2) Il Reddito di cittadinanza verrà elargito attraverso un percorso a ostacoli, quindi alla fine in grado di soddisfare pochi amici intimi. Ed ecco evaporati i 3% miliardi, come richiesto dalla Commissione di “quell’ubriacone di Junker” con cui si rifiutava il dialogo “perchè si parla solo con gente sobria”.

Rimarranno i danni fatti in questi 5 mesi, ma continueranno a mancare gli investimenti strutturali veri. Quindi la crescita sana e sostenibile, non quella drogata dagli sprechi pubblici, rimarrà solo un numero fasullo sui documenti patacca di un governo inetto. Quando la manovra dovrà passare il vaglio del parlamento verrà rimaneggiata e stravolta a colpi di emendamenti e interventi di manine misteriose. Durante il guazzabuglio la colpa del rinvio e della presa per il culo verrà attribuita all’Europa che ci ha costretti ad usare il cervello.

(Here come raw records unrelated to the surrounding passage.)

//! Image info command.
//!
//! Prints dimensions and format; `--pixels` additionally dumps every pixel
//! as a packed `0xAARRGGBB` value (alpha always opaque) read as a signed
//! 32-bit integer, one image row per line.

use crate::InfoArgs;
use anyhow::{Context, Result};
use rasterkit_core::{PixelBuffer, Rgb};
use rasterkit_io::Format;
use std::fs;
use std::io::{self, BufWriter, Write};
use std::path::Path;
use tracing::debug;

/// Runs the info command for each input.
pub fn run(args: InfoArgs, verbose: u8) -> Result<()> {
    let stdout = io::stdout();
    let mut out = BufWriter::new(stdout.lock());

    for (i, path) in args.input.iter().enumerate() {
        if i > 0 {
            writeln!(out)?;
        }
        let file_size = fs::metadata(path)
            .with_context(|| format!("Failed to stat: {}", path.display()))?
            .len();
        let format = Format::detect(path).unwrap_or(Format::Unknown);
        let image = super::load_image(path)?;
        debug!(path = %path.display(), format = format.name(), "info");

        print_summary(&mut out, path, &image, file_size, format, verbose)?;
        if args.pixels {
            dump_pixels(&mut out, &image)?;
        }
    }

    out.flush()?;
    Ok(())
}

fn print_summary<W: Write>(
    out: &mut W,
    path: &Path,
    image: &PixelBuffer,
    file_size: u64,
    format: Format,
    verbose: u8,
) -> io::Result<()> {
    writeln!(out, "{}", path.display())?;
    writeln!(out, "  Resolution: {}x{}", image.width(), image.height())?;
    writeln!(out, "  Format:     {}", format.name())?;
    writeln!(out, "  Pixels:     {}", image.pixel_count())?;
    writeln!(out, "  File size:  {}", super::format_size(file_size))?;
    if verbose > 0 {
        writeln!(out, "  Grayscale:  {}", image.is_grayscale())?;
    }
    Ok(())
}

/// Writes one line per row of space-separated packed pixels.
fn dump_pixels<W: Write>(out: &mut W, image: &PixelBuffer) -> io::Result<()> {
    for row in 0..image.height() {
        for col in 0..image.width() {
            if col > 0 {
                out.write_all(b" ")?;
            }
            write!(out, "{}", packed_argb(image.pixel(row, col)))?;
        }
        writeln!(out)?;
    }
    Ok(())
}

/// Opaque `0xAARRGGBB` as a signed integer.
fn packed_argb([r, g, b]: Rgb) -> i32 {
    (0xFF00_0000u32 | (r as u32) << 16 | (g as u32) << 8 | b as u32) as i32
}
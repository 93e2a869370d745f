//! JPEG format support via `jpeg-decoder` and `jpeg-encoder`.
//!
//! Decodes RGB, 8/16-bit grayscale and CMYK sources into RGB; encodes
//! baseline RGB at a configurable quality.

use crate::{IoError, IoResult};
use rasterkit_core::PixelBuffer;
use std::fs;
use std::io::{BufReader, Read};
use std::path::Path;
use tracing::{debug, trace};

/// Default encoder quality.
pub const DEFAULT_QUALITY: u8 = 90;

/// Reads a JPEG file from the given path.
pub fn read<P: AsRef<Path>>(path: P) -> IoResult<PixelBuffer> {
    let file = fs::File::open(path.as_ref())?;
    decode_from(BufReader::new(file))
}

/// Decodes a JPEG held in memory.
pub fn decode(bytes: &[u8]) -> IoResult<PixelBuffer> {
    decode_from(bytes)
}

fn decode_from<R: Read>(reader: R) -> IoResult<PixelBuffer> {
    let mut decoder = jpeg_decoder::Decoder::new(reader);
    let pixels = decoder
        .decode()
        .map_err(|e| IoError::Decode(e.to_string()))?;
    let info = decoder
        .info()
        .ok_or_else(|| IoError::Decode("missing JPEG info".into()))?;

    let width = info.width as u32;
    let height = info.height as u32;
    if width == 0 || height == 0 {
        return Err(IoError::InvalidDimensions {
            width,
            height,
            reason: "JPEG has no pixels".into(),
        });
    }
    debug!(width, height, format = ?info.pixel_format, "jpeg decode");

    let rgb = match info.pixel_format {
        jpeg_decoder::PixelFormat::RGB24 => pixels,
        jpeg_decoder::PixelFormat::L8 => pixels.iter().flat_map(|&g| [g, g, g]).collect(),
        // Big-endian samples; keep the high byte
        jpeg_decoder::PixelFormat::L16 => {
            pixels.chunks_exact(2).flat_map(|l| [l[0], l[0], l[0]]).collect()
        }
        jpeg_decoder::PixelFormat::CMYK32 => pixels.chunks_exact(4).flat_map(cmyk_to_rgb).collect(),
    };

    Ok(PixelBuffer::from_raw(width, height, rgb)?)
}

/// Approximate CMYK to RGB, `channel = (255 - ink) * (255 - k) / 255`.
fn cmyk_to_rgb(cmyk: &[u8]) -> [u8; 3] {
    let k = 255 - cmyk[3] as u32;
    let ch = |ink: u8| ((255 - ink as u32) * k / 255) as u8;
    [ch(cmyk[0]), ch(cmyk[1]), ch(cmyk[2])]
}

/// Writes a buffer to a JPEG file.
pub fn write<P: AsRef<Path>>(path: P, image: &PixelBuffer, quality: u8) -> IoResult<()> {
    let bytes = encode(image, quality)?;
    fs::write(path.as_ref(), bytes)?;
    Ok(())
}

/// Encodes a buffer as an RGB JPEG in memory.
///
/// `quality` is clamped to `1..=100`.
pub fn encode(image: &PixelBuffer, quality: u8) -> IoResult<Vec<u8>> {
    use jpeg_encoder::{ColorType, Encoder};

    let (width, height) = image.dimensions();
    if image.is_empty() || width > u16::MAX as u32 || height > u16::MAX as u32 {
        return Err(IoError::InvalidDimensions {
            width,
            height,
            reason: format!("JPEG needs 1..={} pixels per side", u16::MAX),
        });
    }
    let quality = quality.clamp(1, 100);
    trace!(width, height, quality, "jpeg encode");

    let mut buffer = Vec::new();
    let encoder = Encoder::new(&mut buffer, quality);
    encoder
        .encode(image.data(), width as u16, height as u16, ColorType::Rgb)
        .map_err(|e: jpeg_encoder::EncodingError| IoError::Encode(e.to_string()))?;

    Ok(buffer)
}
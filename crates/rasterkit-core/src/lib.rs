//! # rasterkit-core
//!
//! Core types for the rasterkit image transform library.
//!
//! - [`PixelBuffer`] - row-major RGB8 raster with checked and unchecked
//!   pixel access
//! - [`Error`], [`Result`] - bounds, argument and dimension errors
//!
//! ## Crate Structure
//!
//! This crate has no internal dependencies. The other crates build on it:
//!
//! ```text
//! rasterkit-core (this crate)
//!    ^
//!    |
//!    +-- rasterkit-ops (transforms)
//!    +-- rasterkit-io  (PNG/JPEG decode and encode)
//!    +-- rasterkit-cli (command line front end)
//! ```

#![warn(missing_docs)]
#![warn(rustdoc::missing_crate_level_docs)]

pub mod buffer;
pub mod error;

pub use buffer::{PixelBuffer, Rgb, CHANNELS};
pub use error::{Error, Result};
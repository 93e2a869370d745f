//! Error types for I/O operations.
//!
//! Codec library errors are flattened to strings here so that no
//! `png` or `jpeg-*` type appears in the public API.

use std::io;
use thiserror::Error;

/// I/O operation error.
#[derive(Debug, Error)]
pub enum IoError {
    /// File I/O error.
    #[error("I/O error: {0}")]
    Io(#[from] io::Error),

    /// Unsupported format or extension.
    #[error("unsupported format: {0}")]
    UnsupportedFormat(String),

    /// Decoding error.
    #[error("decode error: {0}")]
    Decode(String),

    /// Encoding error.
    #[error("encode error: {0}")]
    Encode(String),

    /// Image dimensions that cannot be decoded or encoded.
    #[error("invalid dimensions: {width}x{height} ({reason})")]
    InvalidDimensions {
        /// Image width
        width: u32,
        /// Image height
        height: u32,
        /// Why the size is rejected
        reason: String,
    },

    /// Error raised while building the pixel buffer.
    #[error(transparent)]
    Core(#[from] rasterkit_core::Error),
}

/// Result type for I/O operations.
pub type IoResult<T> = Result<T, IoError>;
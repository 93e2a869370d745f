//! Error types for image operations.

use thiserror::Error;

/// Error type for image operations.
#[derive(Error, Debug, Clone, PartialEq, Eq)]
pub enum OpsError {
    /// Parameter value outside its legal range.
    #[error("invalid argument `{name}`: {reason}")]
    InvalidArgument {
        /// Parameter name
        name: &'static str,
        /// Why the value was rejected
        reason: String,
    },

    /// Error raised by the pixel buffer itself.
    #[error(transparent)]
    Core(#[from] rasterkit_core::Error),
}

impl OpsError {
    /// Creates an [`OpsError::InvalidArgument`] error.
    #[inline]
    pub fn invalid_argument(name: &'static str, reason: impl Into<String>) -> Self {
        Self::InvalidArgument {
            name,
            reason: reason.into(),
        }
    }

    /// Returns `true` for argument errors.
    pub fn is_invalid_argument(&self) -> bool {
        matches!(self, Self::InvalidArgument { .. })
    }
}

/// Result type for image operations.
pub type OpsResult<T> = Result<T, OpsError>;

#[cfg(test)]
mod tests {
    use super::*;

    #[test]
    fn test_core_errors_are_not_argument_errors() {
        let err = OpsError::from(rasterkit_core::Error::out_of_bounds(9, 0, 4, 4));
        assert!(!err.is_invalid_argument());
        assert!(err.to_string().contains("4x4"));
        assert!(OpsError::invalid_argument("radius", "must be >= 0").is_invalid_argument());
    }
}
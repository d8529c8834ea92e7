//! Loader bridging cache misses to the record store.

use async_trait::async_trait;
use cachet_aside::Loader;
use cachet_core::{CacheError, CachetResult, RecordId};
use cachet_store::RecordStore;
use serde_json::Value;
use std::collections::BTreeSet;
use std::sync::Arc;

/// [`Loader`] implementation that reads, and only reads, the
/// [`RecordStore`].
pub struct StoreLoader {
    store: Arc<RecordStore>,
}

impl StoreLoader {
    /// Wrap a store handle.
    pub fn new(store: Arc<RecordStore>) -> Self {
        Self { store }
    }

    fn record_id(key: &Value) -> CachetResult<RecordId> {
        key.as_u64().ok_or_else(|| {
            CacheError::Codec {
                reason: format!("record key must be an unsigned integer, got {}", key),
            }
            .into()
        })
    }

    fn to_value(record: &cachet_core::Record) -> CachetResult<Value> {
        serde_json::to_value(record).map_err(|e| {
            CacheError::Codec {
                reason: e.to_string(),
            }
            .into()
        })
    }
}

#[async_trait]
impl Loader for StoreLoader {
    async fn load(&self, key: &Value) -> CachetResult<Value> {
        let id = Self::record_id(key)?;
        match self.store.find(id)? {
            Some(record) => Self::to_value(&record),
            None => Ok(Value::Null),
        }
    }

    async fn load_many(&self, keys: &[Value]) -> CachetResult<Vec<(Value, Value)>> {
        let ids = keys
            .iter()
            .map(Self::record_id)
            .collect::<CachetResult<BTreeSet<RecordId>>>()?;
        let found = self.store.find_many(&ids)?;

        let mut pairs = Vec::with_capacity(found.len());
        for key in keys {
            let id = Self::record_id(key)?;
            if let Some(record) = found.get(&id) {
                pairs.push((key.clone(), Self::to_value(record)?));
            }
        }
        Ok(pairs)
    }
}
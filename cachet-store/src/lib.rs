//! Cachet Store - Simulated Database
//!
//! A keyed record table standing in for a database: monotonic identifier
//! assignment, a uniqueness constraint on record names, and a coarse
//! reader-writer lock over the whole table. Callers always receive isolated
//! copies, never aliases into the table.

use std::collections::{BTreeMap, BTreeSet, HashMap};
use std::sync::RwLock;

use cachet_core::{CachetResult, Draft, Record, RecordId, StoreError, FIRST_RECORD_ID};
use tracing::debug;

// ============================================================================
// TABLE STATE
// ============================================================================

/// Everything the lock protects: row map and identifier counter together,
/// so identifier assignment and row insertion are one critical section.
#[derive(Debug)]
struct TableInner {
    rows: HashMap<RecordId, Record>,
    next_id: RecordId,
}

impl Default for TableInner {
    fn default() -> Self {
        Self::new()
    }
}

impl TableInner {
    fn new() -> Self {
        Self {
            rows: HashMap::new(),
            next_id: FIRST_RECORD_ID,
        }
    }

    /// Uniqueness check, linear over the table like a missing index would be.
    fn name_taken(&self, name: &str, excluding: Option<RecordId>) -> bool {
        self.rows
            .values()
            .any(|row| Some(row.id) != excluding && row.name == name)
    }

    /// Replace a row in place. Shared by `update` and `batch_update` so the
    /// uniqueness check and the mutation stay under the caller's write lock.
    fn update_row(&mut self, record: Record) -> Result<Record, StoreError> {
        let old = self
            .rows
            .get(&record.id)
            .ok_or(StoreError::NotFound { id: record.id })?;

        if old.name != record.name && self.name_taken(&record.name, Some(record.id)) {
            return Err(StoreError::DuplicateName {
                name: record.name.clone(),
            });
        }

        self.rows.insert(record.id, record.clone());
        Ok(record)
    }
}

// ============================================================================
// RECORD STORE
// ============================================================================

/// The simulated database table.
///
/// Reads (`find`, `find_many`) take the lock in read mode and do not block
/// one another. Mutations take it in write mode; batch operations hold the
/// write lock for the whole batch, so outside readers never observe a
/// partially-applied batch.
#[derive(Debug, Default)]
pub struct RecordStore {
    inner: RwLock<TableInner>,
}

impl RecordStore {
    /// Create an empty store. The first issued identifier is 1.
    pub fn new() -> Self {
        Self {
            inner: RwLock::new(TableInner::new()),
        }
    }

    /// Look up a record by id, returning an isolated copy.
    pub fn find(&self, id: RecordId) -> CachetResult<Option<Record>> {
        let inner = self.inner.read().map_err(|_| StoreError::LockPoisoned)?;
        Ok(inner.rows.get(&id).cloned())
    }

    /// Look up many records at once. Ids with no record are silently omitted.
    pub fn find_many(&self, ids: &BTreeSet<RecordId>) -> CachetResult<BTreeMap<RecordId, Record>> {
        let inner = self.inner.read().map_err(|_| StoreError::LockPoisoned)?;
        Ok(ids
            .iter()
            .filter_map(|id| inner.rows.get(id).map(|row| (*id, row.clone())))
            .collect())
    }

    /// Number of active records.
    pub fn len(&self) -> CachetResult<usize> {
        let inner = self.inner.read().map_err(|_| StoreError::LockPoisoned)?;
        Ok(inner.rows.len())
    }

    /// True when the table holds no records.
    pub fn is_empty(&self) -> CachetResult<bool> {
        Ok(self.len()? == 0)
    }

    /// Insert a new record, assigning the next identifier.
    ///
    /// Fails with [`StoreError::DuplicateName`] if the draft's name already
    /// belongs to an active record. The uniqueness check and the insertion
    /// happen under the same write-lock acquisition, so two concurrent saves
    /// of one name cannot both pass the check.
    pub fn save(&self, draft: Draft) -> CachetResult<Record> {
        let mut inner = self.inner.write().map_err(|_| StoreError::LockPoisoned)?;

        if inner.name_taken(&draft.name, None) {
            return Err(StoreError::DuplicateName { name: draft.name }.into());
        }

        let id = inner.next_id;
        inner.next_id += 1;

        let record = draft.into_record(id);
        inner.rows.insert(id, record.clone());
        debug!(id, name = %record.name, "record saved");
        Ok(record)
    }

    /// Replace an existing record.
    ///
    /// Fails with [`StoreError::NotFound`] if the id has no active record,
    /// and with [`StoreError::DuplicateName`] if the name changed and now
    /// collides with another record.
    pub fn update(&self, record: Record) -> CachetResult<Record> {
        let mut inner = self.inner.write().map_err(|_| StoreError::LockPoisoned)?;
        let updated = inner.update_row(record)?;
        debug!(id = updated.id, "record updated");
        Ok(updated)
    }

    /// Update records in order under one write-lock acquisition.
    ///
    /// A failure on any element aborts the remaining elements but does not
    /// roll back updates already applied within the batch.
    pub fn batch_update(&self, records: &[Record]) -> CachetResult<BTreeMap<RecordId, Record>> {
        let mut inner = self.inner.write().map_err(|_| StoreError::LockPoisoned)?;

        let mut applied = BTreeMap::new();
        for record in records {
            let updated = inner.update_row(record.clone())?;
            applied.insert(updated.id, updated);
        }
        debug!(count = applied.len(), "batch update applied");
        Ok(applied)
    }

    /// Remove a record. An absent id is a no-op, not an error.
    pub fn delete(&self, id: RecordId) -> CachetResult<()> {
        let mut inner = self.inner.write().map_err(|_| StoreError::LockPoisoned)?;
        inner.rows.remove(&id);
        debug!(id, "record deleted");
        Ok(())
    }

    /// Remove many records under one write-lock acquisition. Absent ids are
    /// no-ops.
    pub fn batch_delete(&self, ids: &BTreeSet<RecordId>) -> CachetResult<()> {
        let mut inner = self.inner.write().map_err(|_| StoreError::LockPoisoned)?;
        for id in ids {
            inner.rows.remove(id);
        }
        debug!(count = ids.len(), "batch delete applied");
        Ok(())
    }

    /// Remove all records and reset the identifier counter to its initial
    /// value, so the next `save` is issued id 1 again.
    pub fn clear(&self) -> CachetResult<()> {
        let mut inner = self.inner.write().map_err(|_| StoreError::LockPoisoned)?;
        inner.rows.clear();
        inner.next_id = FIRST_RECORD_ID;
        debug!("store cleared");
        Ok(())
    }
}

Non a caso Gig-Inetto mette le zampe avanti: “Dobbiamo parlare della legge di Bilancio, degli emendamenti presentati dal governo e dal parlamento. Ci sono tante iniziative che stiamo portando in legge di bilancio e anche per questo il premier Conte ha detto all’Ue che la manovra sarà approvata dal parlamento e dovete darci il tempo di farla discutere ai parlamentari, perché il parlamento è sovrano e potrà innovarla, migliorarla e perfezionarla”. In parole povere il governo con una raffica di emendamenti correrà ai ripari sulle minkiate che aveva scritto, proclamato e festeggiato. Rimane da chiedersi per quanto tempo il pubblico telelobotomizzato continuerà a nutrire fiducia in simili cialtroni.